Printing Stands Still; Type Diversifies From 1450 to the mid-1800s, both type manufacture and typesetting effectively stood still. Rough wood and metal was replaced with better-cast, stronger, and more precise versions, but that was about it. Contemporary writers felt the stagnation strongly. At the present day, [the setting up of types] is practically in nowise different from what it was in the time of Gutenberg, 400 years ago. — Chambers Encyclopædia (1873) …it should ever be borne in mind that all printing types from Gutenberg in 1440 downward to the year 1827 — nearly four hundred years — were cast by the pouring process or hand or spoon dipping… — The Inland Printer (1890) A typecaster from Gutenberg’s workshop who showed up in 1830 at the door of Blake & Stephenson in Sheffield, England, would have required no more than a few hours of training before he could get down to work. Likewise, a compositor on the 42-line Bible could walk into a newspaper on Fleet Street in the early 1800s, attach garters to his sleeves, learn the lay of the case, and start to typeset as if no time had passed.

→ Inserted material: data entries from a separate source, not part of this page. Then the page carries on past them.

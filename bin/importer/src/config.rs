//! The importer's configuration surface (spec §6): a typed [`Config`] read
//! from the environment, with a [`Cli`] wrapper that overlays `clap` flags
//! on the same fields (grounded on `bin/host`'s `HostCli`
//! (`bin/host/src/cli/mod.rs`), the teacher's only `clap`-driven binary).

use std::net::SocketAddr;

use alloy_primitives::Address;
use clap::Parser;
use ethscript_driver::{DriverConfig, DEFAULT_FINALIZED_OFFSET, DEFAULT_SAFE_OFFSET, MAX_FILLER_BLOCKS};
use ethscript_primitives::Hash32;

/// Command-line overlay for [`Config`]. Every flag is optional; unset flags
/// fall back to the matching environment variable, then to the field's
/// default (teacher pattern: `bin/deriver` reads env directly, this binary
/// additionally exposes a CLI surface the way `bin/host` does).
#[derive(Debug, Parser)]
#[command(author, version, about = "Derives L2 blocks from ethscription operations observed on L1")]
pub struct Cli {
    /// L1 JSON-RPC endpoint (env `L1_RPC_URL`).
    #[arg(long, env = "L1_RPC_URL")]
    pub l1_rpc_url: String,

    /// L2 execution client's authenticated Engine API endpoint (env
    /// `GETH_RPC_URL`).
    #[arg(long, env = "GETH_RPC_URL")]
    pub geth_rpc_url: String,

    /// L2 execution client's plain JSON-RPC endpoint, used only by the
    /// Startup Anchor (env `L2_RPC_URL`).
    #[arg(long, env = "L2_RPC_URL")]
    pub l2_rpc_url: String,

    /// Hex-encoded Engine API JWT secret (env `JWT_SECRET`).
    #[arg(long, env = "JWT_SECRET")]
    pub jwt_secret: String,

    /// The first L1 block the rollup consumes (env `L1_GENESIS_BLOCK`).
    #[arg(long, env = "L1_GENESIS_BLOCK")]
    pub l1_genesis_block: u64,

    /// Max L1 blocks fetched per driver step (env `BLOCK_IMPORT_BATCH_SIZE`).
    #[arg(long, env = "BLOCK_IMPORT_BATCH_SIZE", default_value_t = ethscript_driver::DEFAULT_BATCH_SIZE)]
    pub block_import_batch_size: u64,

    /// Hard cap on filler blocks inserted in one step (env
    /// `MAX_FILLER_BLOCKS`).
    #[arg(long, env = "MAX_FILLER_BLOCKS", default_value_t = MAX_FILLER_BLOCKS)]
    pub max_filler_blocks: u64,

    /// L1 epochs behind head the `safe` pointer lags (env `SAFE_OFFSET`).
    #[arg(long, env = "SAFE_OFFSET", default_value_t = DEFAULT_SAFE_OFFSET)]
    pub safe_offset: u64,

    /// L1 epochs behind head the `finalized` pointer lags (env
    /// `FINALIZED_OFFSET`).
    #[arg(long, env = "FINALIZED_OFFSET", default_value_t = DEFAULT_FINALIZED_OFFSET)]
    pub finalized_offset: u64,

    /// ESIP-1 activation L1 block number (env `ESIP1_ENABLED_AT`).
    #[arg(long, env = "ESIP1_ENABLED_AT", default_value_t = 0)]
    pub esip1_enabled_at: u64,

    /// ESIP-2 activation L1 block number (env `ESIP2_ENABLED_AT`).
    #[arg(long, env = "ESIP2_ENABLED_AT", default_value_t = 0)]
    pub esip2_enabled_at: u64,

    /// ESIP-3 activation L1 block number (env `ESIP3_ENABLED_AT`).
    #[arg(long, env = "ESIP3_ENABLED_AT", default_value_t = 0)]
    pub esip3_enabled_at: u64,

    /// ESIP-5 activation L1 block number (env `ESIP5_ENABLED_AT`).
    #[arg(long, env = "ESIP5_ENABLED_AT", default_value_t = 0)]
    pub esip5_enabled_at: u64,

    /// ESIP-7 activation L1 block number (env `ESIP7_ENABLED_AT`).
    #[arg(long, env = "ESIP7_ENABLED_AT", default_value_t = 0)]
    pub esip7_enabled_at: u64,

    /// Advisory post-step validation against a reference indexer; this core
    /// only logs that it was requested (env `VALIDATE_IMPORT`).
    #[arg(long, env = "VALIDATE_IMPORT")]
    pub validate_import: bool,

    /// The system depositor address for the attributes transaction (env
    /// `ATTRIBUTES_DEPOSITOR`).
    #[arg(long, env = "ATTRIBUTES_DEPOSITOR", default_value = "0x0000000000000000000000000000000000000000")]
    pub attributes_depositor: Address,

    /// The predeployed L1-attributes contract address (env
    /// `ATTRIBUTES_RECIPIENT`).
    #[arg(long, env = "ATTRIBUTES_RECIPIENT", default_value = "0x0000000000000000000000000000000000000000")]
    pub attributes_recipient: Address,

    /// Address the importer's `/healthz` liveness endpoint binds, if any
    /// (env `HEALTH_ADDR`). Out of scope for the derivation core itself;
    /// kept for operational parity with the teacher's `bin/host --server`
    /// mode.
    #[arg(long, env = "HEALTH_ADDR")]
    pub health_addr: Option<SocketAddr>,

    /// Verbosity level (0-4), same convention as `bin/host`'s `-v`.
    #[arg(short, long, help = "Verbosity level (0-4)", action = clap::ArgAction::Count)]
    pub verbosity: u8,
}

/// The importer's fully resolved configuration, independent of how it was
/// gathered (CLI flags or bare environment variables).
#[derive(Debug, Clone)]
pub struct Config {
    /// L1 JSON-RPC endpoint.
    pub l1_rpc_url: reqwest::Url,
    /// L2 execution client's authenticated Engine API endpoint.
    pub geth_rpc_url: reqwest::Url,
    /// L2 execution client's plain JSON-RPC endpoint.
    pub l2_rpc_url: reqwest::Url,
    /// Hex-encoded Engine API JWT secret.
    pub jwt_secret: String,
    /// Driver-wide configuration (batch size, offsets, fee scalars, ...).
    pub driver: DriverConfig,
    /// ESIP activation configuration.
    pub esips: ethscript_derive::EsipConfig,
    /// Advisory post-step validation flag.
    pub validate_import: bool,
    /// Liveness endpoint bind address, if configured.
    pub health_addr: Option<SocketAddr>,
    /// Verbosity level (0-4).
    pub verbosity: u8,
}

/// Errors raised while resolving [`Config`] from the environment or CLI.
#[derive(Debug, thiserror::Error)]
pub enum ConfigError {
    /// A required variable was absent from both the CLI and the
    /// environment.
    #[error("{0} must be set (as a flag or an environment variable)")]
    Missing(&'static str),
    /// A variable was present but could not be parsed as a URL.
    #[error("{0} is not a valid URL: {1}")]
    InvalidUrl(&'static str, String),
}

impl Config {
    /// Reads configuration from the process environment only, bypassing
    /// `clap` entirely (teacher pattern: `bin/deriver`'s `new_req_url`).
    /// Used by tests and any embedder that wants the env-only surface
    /// without linking `clap`.
    pub fn from_env() -> Result<Self, ConfigError> {
        fn required(name: &'static str) -> Result<String, ConfigError> {
            std::env::var(name).map_err(|_| ConfigError::Missing(name))
        }
        fn parsed<T: std::str::FromStr>(name: &'static str, default: T) -> T {
            std::env::var(name).ok().and_then(|v| v.parse().ok()).unwrap_or(default)
        }
        fn url(name: &'static str) -> Result<reqwest::Url, ConfigError> {
            required(name)?.parse().map_err(|e: url::ParseError| ConfigError::InvalidUrl(name, e.to_string()))
        }

        let driver = DriverConfig {
            l1_genesis_block: parsed("L1_GENESIS_BLOCK", 0),
            batch_size: parsed("BLOCK_IMPORT_BATCH_SIZE", ethscript_driver::DEFAULT_BATCH_SIZE),
            safe_offset: parsed("SAFE_OFFSET", DEFAULT_SAFE_OFFSET),
            finalized_offset: parsed("FINALIZED_OFFSET", DEFAULT_FINALIZED_OFFSET),
            max_filler_blocks: parsed("MAX_FILLER_BLOCKS", MAX_FILLER_BLOCKS),
            validate_import: parsed("VALIDATE_IMPORT", false),
            attributes_depositor: parsed("ATTRIBUTES_DEPOSITOR", Address::ZERO),
            attributes_recipient: parsed("ATTRIBUTES_RECIPIENT", Address::ZERO),
            base_fee_scalar: parsed("BASE_FEE_SCALAR", 0),
            blob_base_fee_scalar: parsed("BLOB_BASE_FEE_SCALAR", 0),
            batcher_hash: Hash32::ZERO,
        };

        let esips = ethscript_derive::EsipConfig {
            esip1_enabled_at: parsed("ESIP1_ENABLED_AT", 0),
            esip2_enabled_at: parsed("ESIP2_ENABLED_AT", 0),
            esip3_enabled_at: parsed("ESIP3_ENABLED_AT", 0),
            esip5_enabled_at: parsed("ESIP5_ENABLED_AT", 0),
            esip7_enabled_at: parsed("ESIP7_ENABLED_AT", 0),
        };

        Ok(Self {
            l1_rpc_url: url("L1_RPC_URL")?,
            geth_rpc_url: url("GETH_RPC_URL")?,
            l2_rpc_url: url("L2_RPC_URL")?,
            jwt_secret: required("JWT_SECRET")?,
            validate_import: driver.validate_import,
            driver,
            esips,
            health_addr: std::env::var("HEALTH_ADDR").ok().and_then(|v| v.parse().ok()),
            verbosity: parsed("VERBOSITY_LEVEL", 2),
        })
    }

    /// Builds a [`Config`] from parsed `clap` flags, which have already
    /// overlaid the environment per-field via `#[arg(env = ...)]`.
    pub fn from_cli(cli: Cli) -> Result<Self, ConfigError> {
        let driver = DriverConfig {
            l1_genesis_block: cli.l1_genesis_block,
            batch_size: cli.block_import_batch_size,
            safe_offset: cli.safe_offset,
            finalized_offset: cli.finalized_offset,
            max_filler_blocks: cli.max_filler_blocks,
            validate_import: cli.validate_import,
            attributes_depositor: cli.attributes_depositor,
            attributes_recipient: cli.attributes_recipient,
            base_fee_scalar: 0,
            blob_base_fee_scalar: 0,
            batcher_hash: Hash32::ZERO,
        };
        let esips = ethscript_derive::EsipConfig {
            esip1_enabled_at: cli.esip1_enabled_at,
            esip2_enabled_at: cli.esip2_enabled_at,
            esip3_enabled_at: cli.esip3_enabled_at,
            esip5_enabled_at: cli.esip5_enabled_at,
            esip7_enabled_at: cli.esip7_enabled_at,
        };
        Ok(Self {
            l1_rpc_url: cli.l1_rpc_url.parse().map_err(|e: url::ParseError| ConfigError::InvalidUrl("L1_RPC_URL", e.to_string()))?,
            geth_rpc_url: cli.geth_rpc_url.parse().map_err(|e: url::ParseError| ConfigError::InvalidUrl("GETH_RPC_URL", e.to_string()))?,
            l2_rpc_url: cli.l2_rpc_url.parse().map_err(|e: url::ParseError| ConfigError::InvalidUrl("L2_RPC_URL", e.to_string()))?,
            jwt_secret: cli.jwt_secret,
            validate_import: driver.validate_import,
            driver,
            esips,
            health_addr: cli.health_addr,
            verbosity: cli.verbosity,
        })
    }
}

Just a few decades after Gutenberg, a historical record begins that lets us trace the slow pace of development in some detail, as printers’ workshops shift from a combination of publisher, type foundry, and press operation into just typesetting and printing. 16

In the 1470s, William Caxton was already purchasing types for his press, and by the mid-1500s, type founding was well established as a separate kind of business. (Caxton’s use of Dutch or German types is why English lost a few unique letters: the ash, eth, thorn, and yogh.) Some publishers continued to make their own types, but it became less common. However, centralization didn’t improve efficiency, even as it increased volume and consistency. Type was cut and cast the same way across centuries, and that type was set in nearly the same fashion, too. The real change came in the appearance of types. This advances with remarkable speed following Gutenberg’s early works. Hot on the heels of Gutenberg’s textura, Nicolas Jenson creates the first Roman printing type in Venice about two decades later, relying on a combination of Roman inscription capitals and Carolingian minuscule, or littera antica, for readability. His face was so beautiful that it continued to be admired and copied centuries later. The clever publisher Aldus Manutius works with punchcutter Francesco Griffo to create the first italic, a style based on the cursive chancery hand, one developed at the Vatican that derived from the same source as Jenson. Manutius wanted a compact face to print smallformat editions of books. He also printed the deeply inscrutable and erotically frank Hypnerotomachia Poliphili. (The book you’re reading is set in Monotype Bembo, derived from Aldine roman, while Bembo Italic draws inspiration from a later Italian italic.) While Roman and italic took over Europe and spread to other countries, Gutenberg’s textura remained popular for religious works and in some places — like England — for fancy texts. It evolved into Schwabacher and Rotunda, which were largely superseded in the late 16th century by Fraktur. That style remained in use mostly in Germany until WWII: The Nazis first embraced its continuation and then banned it on racist grounds. Many other changes took place in commonly used styles in centuries that followed, and hundreds of books can summarize the change of nib type, the development of slab and sans serif, and much more. Since our interest in this slender volume isn’t in design, we move on to the great changes in technology that begin during the industrial revolution.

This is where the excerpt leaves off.